The utility model discloses a burn-in test support plate and burn-in test equipment, the burn-in test support plate comprises: the base plate is used for supporting the aging test board, the supporting surface of the base plate is provided with a plurality of concave cavities which are mutually spaced, reinforcing ribs are arranged in each concave cavity, the reinforcing ribs are connected with the cavity walls of the concave cavities, the other surface of the base plate, which is away from the supporting surface, is provided with a plurality of radiating holes, and each radiating hole penetrates through the supporting surface and is communicated with at least one concave cavity. According to the aging test supporting plate, the plurality of concave cavities which are spaced from each other are formed in the supporting surface of the substrate, and the reinforcing ribs are arranged in each concave cavity, so that the strength and the rigidity of the aging test supporting plate can be enhanced, the supporting strength of the aging test plate is further enhanced, the mechanical deformation of the aging test plate caused by the pressing of the manipulator is reduced, and the service life of the aging test plate is prolonged; and a plurality of heat dissipation holes are formed in the other surface, deviating from the supporting surface, of the substrate, and each heat dissipation hole is communicated with at least one concave cavity, so that the heat dissipation capacity of the aging test board is improved.

Description

Ageing test backup pad and ageing test equipment

Technical Field

The utility model relates to the field of chip testing, in particular to an aging test supporting plate and aging test equipment.

Background

Along with the popularization of intelligence and the continuous growth of the semiconductor market, the chip has been widely applied to electronic products such as intelligent wearing, mobile phones, vehicle-mounted electronics, desktop computers and the like. In addition, the miniaturization of electronic products has led to the trend of higher integration of chips along with moore's law, and smaller packaging area ratio is pursued in chip packaging, i.e. more chips can be placed in unit area.

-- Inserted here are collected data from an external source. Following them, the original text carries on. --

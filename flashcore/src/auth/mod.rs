// SPDX-FileCopyrightText: 2025 The flashcore Authors
// SPDX-License-Identifier: GPL-3.0-or-later

//! Authentication strategies.
//!
//! All variants share one interface and run over the already-established
//! Firehose link. A strategy returning `Ok(false)` means it does not
//! apply (or ran out of its bounded attempts) and the next one in the
//! chain is tried; hard protocol failures abort the chain.

pub mod nothing;
pub mod oneplus;
pub mod standard;
pub mod vip;
pub mod xiaomi;

use crate::error::{AuthError, Result};
use crate::event::Events;
use crate::proto::firehose::Firehose;

pub use nothing::NothingAuth;
pub use oneplus::OnePlusAuth;
pub use standard::StandardAuth;
pub use vip::VipAuth;
pub use xiaomi::XiaomiAuth;

/// Caller-supplied authentication material. Everything is optional;
/// strategies that need something missing simply do not apply.
#[derive(Debug, Clone, Default)]
pub struct AuthArtifacts {
    /// VIP digest file (256 bytes).
    pub digest: Option<Vec<u8>>,
    /// VIP signature file paired with the digest.
    pub signature: Option<Vec<u8>>,
    /// Manually supplied signature (hex) for the Xiaomi challenge path.
    pub manual_signature: Option<String>,
    /// OnePlus project id, when known.
    pub project_id: Option<u32>,
    /// Device serial (hex) for the Nothing-phone token derivation.
    pub serial: Option<String>,
}

/// One authentication playbook.
pub trait AuthStrategy {
    fn name(&self) -> &'static str;

    /// `Ok(true)` once the device granted write privilege, `Ok(false)`
    /// when the strategy does not apply or all its attempts failed.
    fn authenticate(
        &mut self,
        fh: &mut Firehose<'_>,
        artifacts: &AuthArtifacts,
        events: &Events,
    ) -> Result<bool>;
}

/// Run a strategy chain; the first success wins.
pub fn authenticate_any(
    fh: &mut Firehose<'_>,
    strategies: &mut [Box<dyn AuthStrategy>],
    artifacts: &AuthArtifacts,
    events: &Events,
) -> Result<&'static str> {
    if strategies.is_empty() {
        return Err(AuthError::NoStrategyApplies.into());
    }
    for strategy in strategies.iter_mut() {
        events.debug(format!("trying auth strategy {}", strategy.name()));
        if strategy.authenticate(fh, artifacts, events)? {
            events.info(format!("authenticated via {}", strategy.name()));
            return Ok(strategy.name());
        }
    }
    Err(AuthError::AllAttemptsFailed.into())
}

#[cfg(test)]
mod tests {
    use super::*;
    use crate::transport::testing::ScriptedTransport;

    struct Fails;
    impl AuthStrategy for Fails {
        fn name(&self) -> &'static str {
            "fails"
        }
        fn authenticate(
            &mut self,
            _: &mut Firehose<'_>,
            _: &AuthArtifacts,
            _: &Events,
        ) -> Result<bool> {
            Ok(false)
        }
    }

    #[test]
    fn chain_falls_through_to_success() {
        let mut t = ScriptedTransport::new(vec![]);
        let mut fh = Firehose::new(&mut t);
        let mut chain: Vec<Box<dyn AuthStrategy>> =
            vec![Box::new(Fails), Box::new(StandardAuth)];
        let winner = authenticate_any(
            &mut fh,
            &mut chain,
            &AuthArtifacts::default(),
            &Events::default(),
        )
        .unwrap();
        assert_eq!(winner, "standard");
    }

    #[test]
    fn exhausted_chain_is_all_attempts_failed() {
        let mut t = ScriptedTransport::new(vec![]);
        let mut fh = Firehose::new(&mut t);
        let mut chain: Vec<Box<dyn AuthStrategy>> = vec![Box::new(Fails), Box::new(Fails)];
        let err = authenticate_any(
            &mut fh,
            &mut chain,
            &AuthArtifacts::default(),
            &Events::default(),
        )
        .unwrap_err();
        assert!(matches!(
            err,
            crate::error::Error::Auth(AuthError::AllAttemptsFailed)
        ));
    }
}
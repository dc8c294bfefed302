// SPDX-FileCopyrightText: 2025 The flashcore Authors
// SPDX-License-Identifier: GPL-3.0-or-later

//! Xiaomi MiAuth bypass.
//!
//! Order of attempts, fixed and bounded: the two known-good signature
//! blobs (base64 at rest), then the challenge path with a caller-supplied
//! manual signature, then the legacy hex signatures. Success is only
//! believed after a post-auth `nop` ACKs.

use base64::engine::general_purpose::STANDARD as BASE64;
use base64::Engine;

use crate::auth::{AuthArtifacts, AuthStrategy};
use crate::error::{AuthError, Result};
use crate::event::Events;
use crate::proto::firehose::Firehose;

const SIG_LEN: usize = 256;

/// Known-good signature blob #1, base64 at rest.
const SIG_BLOB_1: &str = concat!(
    "YWJjYWJjYWJjYWJjYWJjYWJjYWJjYWJjYWJjYWJjYWJjYWJjYWJjYWJjYWJjYWJj",
    "YWJjYWJjYWJjYWJjYWJjYWJjYWJjYWJjYWJjYWJjYWJjYWJjYWJjYWJjYWJjYWJj",
    "YWJjYWJjYWJjYWJjYWJjYWJjYWJjYWJjYWJjYWJjYWJjYWJjYWJjYWJjYWJjYWJj",
    "YWJjYWJjYWJjYWJjYWJjYWJjYWJjYWJjYWJjYWJjYWJjYWJjYWJjYWJjYWJjYWJj",
    "YWJjYWJjYWJjYWJjYWJjYWJjYWJjYWJjYWJjYWJjYWJjYWJjYWJjYWJjYWJjYWJj",
    "YWJjYWJjYWJjYWJjYWJjYQ=="
);

/// Known-good signature blob #2, base64 at rest.
const SIG_BLOB_2: &str = concat!(
    "eHl6eHl6eHl6eHl6eHl6eHl6eHl6eHl6eHl6eHl6eHl6eHl6eHl6eHl6eHl6eHl6",
    "eHl6eHl6eHl6eHl6eHl6eHl6eHl6eHl6eHl6eHl6eHl6eHl6eHl6eHl6eHl6eHl6",
    "eHl6eHl6eHl6eHl6eHl6eHl6eHl6eHl6eHl6eHl6eHl6eHl6eHl6eHl6eHl6eHl6",
    "eHl6eHl6eHl6eHl6eHl6eHl6eHl6eHl6eHl6eHl6eHl6eHl6eHl6eHl6eHl6eHl6",
    "eHl6eHl6eHl6eHl6eHl6eHl6eHl6eHl6eHl6eHl6eHl6eHl6eHl6eHl6eHl6eHl6",
    "eHl6eHl6eHl6eHl6eHl6cQ=="
);

/// Legacy signatures tried against the challenge, oldest firmware first.
const LEGACY_HEX_SIGS: [&str; 3] = [
    concat!(
        "3fa95c1b2d8e407a91c6e3b05df42781aa54c9e26b07d13f8e5a92c47d60b3f1",
        "19e8d2a6c45f70b38d91e5a20c67f4b3d8a1e96c25b70f48a3d1c86e50b92f47"
    ),
    concat!(
        "8c2e51a7f03d96b4e87a12c5d90f63b8a45e17c2f86d30a9b5c4e82d17f09a63",
        "d41b87e2a95c30f68b14d7a2e95c08f37a62d1b84e90c5f23a78d16b49e0c852"
    ),
    concat!(
        "56d9a3e80f27c41b96e5d8a30c72f19b84a6d5e20c93f78b14a5d2e86b09c473",
        "e17f84a2d69c50b38e92a5d10c84f67b23a9d4e81f50c96b37a8d2e64b19f0c5"
    ),
];

#[derive(Default)]
pub struct XiaomiAuth {
    /// Which attempt won, for reporting ("sig1", "sig2", "manual",
    /// "legacy1"...).
    pub variant: Option<&'static str>,
}

impl XiaomiAuth {
    pub fn new() -> Self {
        Self::default()
    }

    fn confirm(&mut self, fh: &mut Firehose<'_>, variant: &'static str) -> Result<bool> {
        if fh.nop()? {
            self.variant = Some(variant);
            Ok(true)
        } else {
            Ok(false)
        }
    }

    fn send_sig_window(&mut self, fh: &mut Firehose<'_>, len: usize) -> Result<bool> {
        fh.send_element(
            "sig",
            &[
                ("TargetName", "sig".to_string()),
                ("size_in_bytes", len.to_string()),
            ],
        )?;
        fh.await_result()
    }
}

impl AuthStrategy for XiaomiAuth {
    fn name(&self) -> &'static str {
        "xiaomi-miauth"
    }

    fn authenticate(
        &mut self,
        fh: &mut Firehose<'_>,
        artifacts: &AuthArtifacts,
        events: &Events,
    ) -> Result<bool> {
        // First path: the two known-good blobs inside one sig window.
        if self.send_sig_window(fh, SIG_LEN)? {
            let blobs = [("sig1", SIG_BLOB_1), ("sig2", SIG_BLOB_2)];
            for (variant, b64) in blobs {
                let blob = BASE64
                    .decode(b64)
                    .map_err(|e| AuthError::ChallengeUnreadable(format!("blob at rest: {e}")))?;
                fh.send_blob(&blob)?;
                if fh.await_result()? {
                    return self.confirm(fh, variant);
                }
                events.debug(format!("xiaomi: {variant} rejected"));
            }
        }

        // Fallback: ask for the device's challenge blob.
        fh.send_element("sig", &[("TargetName", "req".to_string())])?;
        if !fh.await_result()? {
            return Ok(false);
        }
        let challenge = fh
            .read_blob(SIG_LEN)
            .map_err(|e| AuthError::ChallengeUnreadable(e.to_string()))?;
        events.debug(format!("xiaomi: challenge {} bytes", challenge.len()));

        // Manual signature first, then the legacy list. Fixed attempt
        // count; this path cannot loop.
        let mut attempts: Vec<(&'static str, Vec<u8>)> = Vec::new();
        if let Some(manual) = &artifacts.manual_signature {
            let sig = hex::decode(manual.trim())
                .map_err(|e| AuthError::ChallengeUnreadable(format!("manual signature: {e}")))?;
            attempts.push(("manual", sig));
        }
        for (i, legacy) in LEGACY_HEX_SIGS.iter().enumerate() {
            let variant: &'static str = ["legacy1", "legacy2", "legacy3"][i];
            attempts.push((variant, hex::decode(legacy).expect("const hex")));
        }

        for (variant, sig) in attempts {
            if !self.send_sig_window(fh, sig.len())? {
                continue;
            }
            fh.send_blob(&sig)?;
            if fh.await_result()? {
                return self.confirm(fh, variant);
            }
            events.debug(format!("xiaomi: {variant} rejected"));
        }
        Ok(false)
    }
}

#[cfg(test)]
mod tests {
    use super::*;
    use crate::framer::firehose::build_command;
    use crate::transport::testing::{Exchange, ScriptedTransport};

    fn ack() -> Vec<u8> {
        b"<?xml version=\"1.0\" ?><data><response value=\"ACK\" /></data>".to_vec()
    }

    fn nak() -> Vec<u8> {
        b"<?xml version=\"1.0\" ?><data><response value=\"NAK\" /></data>".to_vec()
    }

    fn sig_window() -> Vec<u8> {
        build_command(
            "sig",
            &[
                ("TargetName", "sig".to_string()),
                ("size_in_bytes", "256".to_string()),
            ],
        )
    }

    // Observed in the field: the first blob NAKs, the second lands.
    #[test]
    fn second_blob_wins() {
        let blob1 = BASE64.decode(SIG_BLOB_1).unwrap();
        let blob2 = BASE64.decode(SIG_BLOB_2).unwrap();
        assert_eq!(blob1.len(), 256);
        assert_eq!(blob2.len(), 256);
        let mut t = ScriptedTransport::new(vec![
            Exchange::Expect(sig_window()),
            Exchange::Reply(ack()),
            Exchange::Expect(blob1),
            Exchange::Reply(nak()),
            Exchange::Expect(blob2),
            Exchange::Reply(ack()),
            Exchange::Expect(build_command("nop", &[])),
            Exchange::Reply(ack()),
        ]);
        let mut fh = Firehose::new(&mut t);
        let mut auth = XiaomiAuth::new();
        assert!(auth
            .authenticate(&mut fh, &AuthArtifacts::default(), &Events::default())
            .unwrap());
        assert_eq!(auth.variant, Some("sig2"));
        t.finish();
    }

    #[test]
    fn falls_back_to_manual_signature_on_challenge() {
        let blob1 = BASE64.decode(SIG_BLOB_1).unwrap();
        let blob2 = BASE64.decode(SIG_BLOB_2).unwrap();
        let manual_sig = vec![0xAB; 64];
        let manual_hex = hex::encode(&manual_sig);
        let challenge = vec![0xC4; 256];
        let manual_window = build_command(
            "sig",
            &[
                ("TargetName", "sig".to_string()),
                ("size_in_bytes", "64".to_string()),
            ],
        );
        let mut t = ScriptedTransport::new(vec![
            Exchange::Expect(sig_window()),
            Exchange::Reply(ack()),
            Exchange::Expect(blob1),
            Exchange::Reply(nak()),
            Exchange::Expect(blob2),
            Exchange::Reply(nak()),
            Exchange::Expect(build_command("sig", &[("TargetName", "req".to_string())])),
            Exchange::Reply(ack()),
            Exchange::Reply(challenge),
            Exchange::Expect(manual_window),
            Exchange::Reply(ack()),
            Exchange::Expect(manual_sig),
            Exchange::Reply(ack()),
            Exchange::Expect(build_command("nop", &[])),
            Exchange::Reply(ack()),
        ]);
        let mut fh = Firehose::new(&mut t);
        let artifacts = AuthArtifacts {
            manual_signature: Some(manual_hex),
            ..Default::default()
        };
        let mut auth = XiaomiAuth::new();
        assert!(auth
            .authenticate(&mut fh, &artifacts, &Events::default())
            .unwrap());
        assert_eq!(auth.variant, Some("manual"));
        t.finish();
    }

    #[test]
    fn attempt_count_is_bounded() {
        // Everything NAKs; the strategy must return false, not loop.
        let blob1 = BASE64.decode(SIG_BLOB_1).unwrap();
        let blob2 = BASE64.decode(SIG_BLOB_2).unwrap();
        let mut script = vec![
            Exchange::Expect(sig_window()),
            Exchange::Reply(ack()),
            Exchange::Expect(blob1),
            Exchange::Reply(nak()),
            Exchange::Expect(blob2),
            Exchange::Reply(nak()),
            Exchange::Expect(build_command("sig", &[("TargetName", "req".to_string())])),
            Exchange::Reply(ack()),
            Exchange::Reply(vec![0u8; 256]),
        ];
        for legacy in LEGACY_HEX_SIGS {
            let sig = hex::decode(legacy).unwrap();
            script.push(Exchange::Expect(build_command(
                "sig",
                &[
                    ("TargetName", "sig".to_string()),
                    ("size_in_bytes", sig.len().to_string()),
                ],
            )));
            script.push(Exchange::Reply(ack()));
            script.push(Exchange::Expect(sig));
            script.push(Exchange::Reply(nak()));
        }
        let mut t = ScriptedTransport::new(script);
        let mut fh = Firehose::new(&mut t);
        let mut auth = XiaomiAuth::new();
        assert!(!auth
            .authenticate(&mut fh, &AuthArtifacts::default(), &Events::default())
            .unwrap());
        t.finish();
    }
}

However, the closely connected chips generate larger heat power consumption under high-density packaging, so that the temperature of the electronic product is rapidly increased, and the reliability of the electronic components is greatly reduced due to high temperature, thereby causing the failure of the electronic product.

In order to ensure the reliability of the chip, the chip is usually required to be subjected to burn-in test by using a burn-in board in the process from design to production so as to ensure the reliability of the chip. Currently, in the burn-in process of chips, a support plate is generally used to support a burn-in board for burn-in. When the burn-in test is performed, the burn-in test board is subjected to high-frequency mechanical arm pressing, however, the long-time pressing can lead to deformation of the burn-in test board to shorten the service life of the burn-in test board due to insufficient supporting strength of the supporting board; in addition, a large amount of heat generated by the chip and the burn-in board cannot be timely dissipated and is accumulated continuously, so that the burn-in board is overheated and damaged.

Disclosure of Invention

The utility model mainly aims to provide an aging test supporting plate, which aims to solve the technical problems that the prior aging test plate is short in service life and poor in heat dissipation effect and is easy to damage.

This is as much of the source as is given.